YOUR GOAL → Every line holding the word "UniqueSubscriberId" should be copied from the material.

DATA IN THIS EXERCISE →
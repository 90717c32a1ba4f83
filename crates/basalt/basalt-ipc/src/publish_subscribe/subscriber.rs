use super::layout::{PublishSubscribeLayout, PublishSubscribeSegment};
use super::{Sample, StaticConfig};
use crate::port::{ReceiveError, claim_port_slot};
use crate::port_id::UniqueSubscriberId;
use crate::service::ServiceState;
use std::fmt;
use std::marker::PhantomData;
use std::sync::Arc;
use std::sync::atomic::Ordering;
use tracing::debug;

#[derive(Debug, Clone, Copy, PartialEq, Eq, thiserror::Error)]
pub enum SubscriberCreateError {
    #[error("the service supports no further subscribers")]
    ExceedsMaxSupportedSubscribers,
}

pub struct SubscriberBuilder<T> {
    state: Arc<ServiceState>,
    config: StaticConfig,
    layout: PublishSubscribeLayout,
    _payload: PhantomData<fn() -> T>,
}

impl<T> fmt::Debug for SubscriberBuilder<T> {
    fn fmt(&self, f: &mut fmt::Formatter<'_>) -> fmt::Result {
        f.debug_struct("SubscriberBuilder")
            .field("service", self.state.name())
            .finish()
    }
}

impl<T: Copy + 'static> SubscriberBuilder<T> {
    pub(crate) fn new(
        state: Arc<ServiceState>,
        config: StaticConfig,
        layout: PublishSubscribeLayout,
    ) -> Self {
        Self {
            state,
            config,
            layout,
            _payload: PhantomData,
        }
    }

    pub fn create(self) -> Result<Subscriber<T>, SubscriberCreateError> {
        let layout = self.layout;
        let slot = {
            // SAFETY: `state` keeps the validated segment mapped.
            let segment = unsafe { PublishSubscribeSegment::new(self.state.base(), &layout) };
            let slot = claim_port_slot(
                layout.max_subscribers(),
                |i| segment.subscriber(i).port,
                self.state.node_id(),
                || self.state.reclaim_dead_ports(),
            )
            .ok_or(SubscriberCreateError::ExceedsMaxSupportedSubscribers)?;
            // Entries pushed after the previous owner drained its queue.
            segment.release_subscriber_samples(&segment.subscriber(slot));
            slot
        };

        let id = UniqueSubscriberId::new(self.state.next_port_id());
        let subscriber = Subscriber {
            state: self.state,
            layout,
            slot,
            id,
            max_slice_len: self.config.max_slice_len(),
            _payload: PhantomData,
        };
        subscriber.segment().subscriber(slot).port.activate(id.value());

        debug!(service = %subscriber.state.name(), port = %id, "created subscriber");
        Ok(subscriber)
    }
}

pub struct Subscriber<T> {
    state: Arc<ServiceState>,
    layout: PublishSubscribeLayout,
    slot: usize,
    id: UniqueSubscriberId,
    max_slice_len: usize,
    _payload: PhantomData<fn() -> T>,
}

impl<T> fmt::Debug for Subscriber<T> {
    fn fmt(&self, f: &mut fmt::Formatter<'_>) -> fmt::Result {
        f.debug_struct("Subscriber")
            .field("service", self.state.name())
            .field("id", &self.id)
            .finish()
    }
}

impl<T: Copy + 'static> Subscriber<T> {
    fn segment(&self) -> PublishSubscribeSegment<'_> {
        // SAFETY: `state` keeps the validated segment mapped.
        unsafe { PublishSubscribeSegment::new(self.state.base(), &self.layout) }
    }

    pub fn id(&self) -> UniqueSubscriberId {
        self.id
    }

    /// Whether samples are waiting in the queue.
    pub fn has_samples(&self) -> bool {
        !self.segment().subscriber(self.slot).queue.is_empty()
    }

    /// Takes the oldest queued sample, if any.
    pub fn receive(&self) -> Result<Option<Sample<'_, T>>, ReceiveError> {
        let segment = self.segment();
        let subscriber = segment.subscriber(self.slot);
        if subscriber.borrows.len() >= subscriber.borrows.capacity() {
            return Err(ReceiveError::ExceedsMaxBorrows);
        }

        let Some(index) = subscriber.queue.pop() else {
            return Ok(None);
        };
        let index = index as u32;
        let pool = segment.pool();
        if !subscriber.borrows.insert(index) {
            pool.release(index);
            return Err(ReceiveError::ExceedsMaxBorrows);
        }

        let header = pool.header(index);
        let len = (header.len.load(Ordering::Relaxed) as usize).min(self.max_slice_len);
        let origin = header.origin.load(Ordering::Relaxed);
        Ok(Some(Sample::new(
            self,
            index,
            pool.payload(index) as *const T,
            len,
            origin,
        )))
    }

    pub(super) fn release(&self, index: u32) {
        let segment = self.segment();
        if segment.subscriber(self.slot).borrows.remove(index) {
            segment.pool().release(index);
        }
    }
}

impl<T> Drop for Subscriber<T> {
    fn drop(&mut self) {
        // SAFETY: `state` keeps the validated segment mapped.
        let segment = unsafe { PublishSubscribeSegment::new(self.state.base(), &self.layout) };
        let subscriber = segment.subscriber(self.slot);
        subscriber.port.deactivate();
        segment.release_subscriber_samples(&subscriber);
        subscriber.port.vacate();
        debug!(service = %self.state.name(), port = %self.id, "dropped subscriber");
    }
}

WRITTEN RESPONSE →
use crate::port_id::UniqueSubscriberId;
        let id = UniqueSubscriberId::new(self.state.next_port_id());
    id: UniqueSubscriberId,
    pub fn id(&self) -> UniqueSubscriberId {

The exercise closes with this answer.